HyukjinKwon commented on a change in pull request #32399:
URL: https://github.com/apache/spark/pull/32399#discussion_r629086511
##########
File path:
mllib/src/main/scala/org/apache/spark/ml/tuning/TrainValidationSplit.scala
##########
@@ -161,11 +169,26 @@ class TrainValidationSplit @Since("1.5.0")

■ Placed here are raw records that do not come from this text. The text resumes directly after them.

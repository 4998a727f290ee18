//! Audio decoding and resampling
//!
//! Every decoder hands the pipeline mono PCM at the canonical sample rate.
//! WAV, MP3, FLAC and OGG use dedicated pure Rust decoders, M4A/AAC go
//! through Symphonia, and `FfmpegDecoder` shells out for everything else.

mod container;
mod decoder;
mod ffmpeg;
mod resample;
mod synthetic;

pub use decoder::NativeDecoder;
pub use ffmpeg::FfmpegDecoder;
pub use resample::resample_to_target;
pub use synthetic::{linear_sweep, tone_sequence, SyntheticDecoder};

use crate::error::Result;
use std::path::Path;

/// Supported audio formats
#[derive(Debug, Clone, Copy, PartialEq, Eq)]
pub enum AudioFormat {
    Wav,
    Mp3,
    Flac,
    Ogg,
    M4a,
    Aac,
    Unknown,
}

impl AudioFormat {
    /// Detect format from file extension
    pub fn from_path(path: &Path) -> Self {
        let ext = path
            .extension()
            .and_then(|e| e.to_str())
            .map(|e| e.to_ascii_lowercase());

        match ext.as_deref() {
            Some("wav") | Some("wave") => AudioFormat::Wav,
            Some("mp3") => AudioFormat::Mp3,
            Some("flac") => AudioFormat::Flac,
            Some("ogg") => AudioFormat::Ogg,
            Some("m4a") | Some("mp4") => AudioFormat::M4a,
            Some("aac") => AudioFormat::Aac,
            _ => AudioFormat::Unknown,
        }
    }

    /// Whether the catalog tools accept files of this format
    pub fn is_supported(&self) -> bool {
        !matches!(self, AudioFormat::Unknown)
    }
}

/// Decoded audio data
#[derive(Debug, Clone, PartialEq)]
pub struct AudioData {
    pub samples: Vec<f32>,
    pub sample_rate: u32,
    pub channels: u16,
    pub duration_ms: u32,
}

impl AudioData {
    /// Wrap mono samples
    pub fn mono(samples: Vec<f32>, sample_rate: u32) -> Self {
        let duration_ms = duration_ms(samples.len(), sample_rate, 1);
        Self {
            samples,
            sample_rate,
            channels: 1,
            duration_ms,
        }
    }

    pub fn duration_seconds(&self) -> f64 {
        if self.sample_rate == 0 || self.channels == 0 {
            return 0.0;
        }
        self.samples.len() as f64 / (self.sample_rate as f64 * self.channels as f64)
    }

    /// Convert to mono by averaging channels
    pub fn to_mono(&self) -> Vec<f32> {
        if self.channels <= 1 {
            return self.samples.clone();
        }

        self.samples
            .chunks(self.channels as usize)
            .map(|frame| frame.iter().sum::<f32>() / frame.len() as f32)
            .collect()
    }

    /// Downmix and resample to mono PCM at `target_rate`
    pub fn into_canonical(self, target_rate: u32) -> Result<Self> {
        if self.channels <= 1 && self.sample_rate == target_rate {
            return Ok(self);
        }

        let mono = self.to_mono();
        let samples = resample_to_target(&mono, self.sample_rate, target_rate)?;
        Ok(Self::mono(samples, target_rate))
    }
}

pub(crate) fn duration_ms(num_samples: usize, sample_rate: u32, channels: u16) -> u32 {
    if sample_rate == 0 || channels == 0 {
        return 0;
    }
    (num_samples as f64 / (sample_rate as f64 * channels as f64) * 1000.0) as u32
}

/// Turns a file into canonical mono PCM
pub trait Decoder: Send + Sync {
    fn decode(&self, path: &Path) -> Result<AudioData>;
}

(@Since("1.5.0") override val uid: St
}
// Wait for all metrics to be calculated
- val metrics = metricFutures.map(ThreadUtils.awaitResult(_, Duration.Inf))
-
- // Unpersist training & validation set once all metrics have been produced
- trainingDataset.unpersist()
- validationDataset.unpersist()
+ val metrics = try {
+ metricFutures.map(ThreadUtils.awaitResult(_, Duration.Inf))
+ }
+ catch {
+ case e: Throwable =>
+ subTaskFailed = true
+ throw e
+ }
+ finally {
+ if (subTaskFailed) {
+ Thread.sleep(1000)
+ val sparkContext = dataset.sparkSession.sparkContext
+ sparkContext.cancelJobGroup(
+ sparkContext.getLocalProperty(SparkContext.SPARK_JOB_GROUP_ID)
+ )
+ }
Review comment:
i think we could do this as below: without `subTaskFailed` .. ?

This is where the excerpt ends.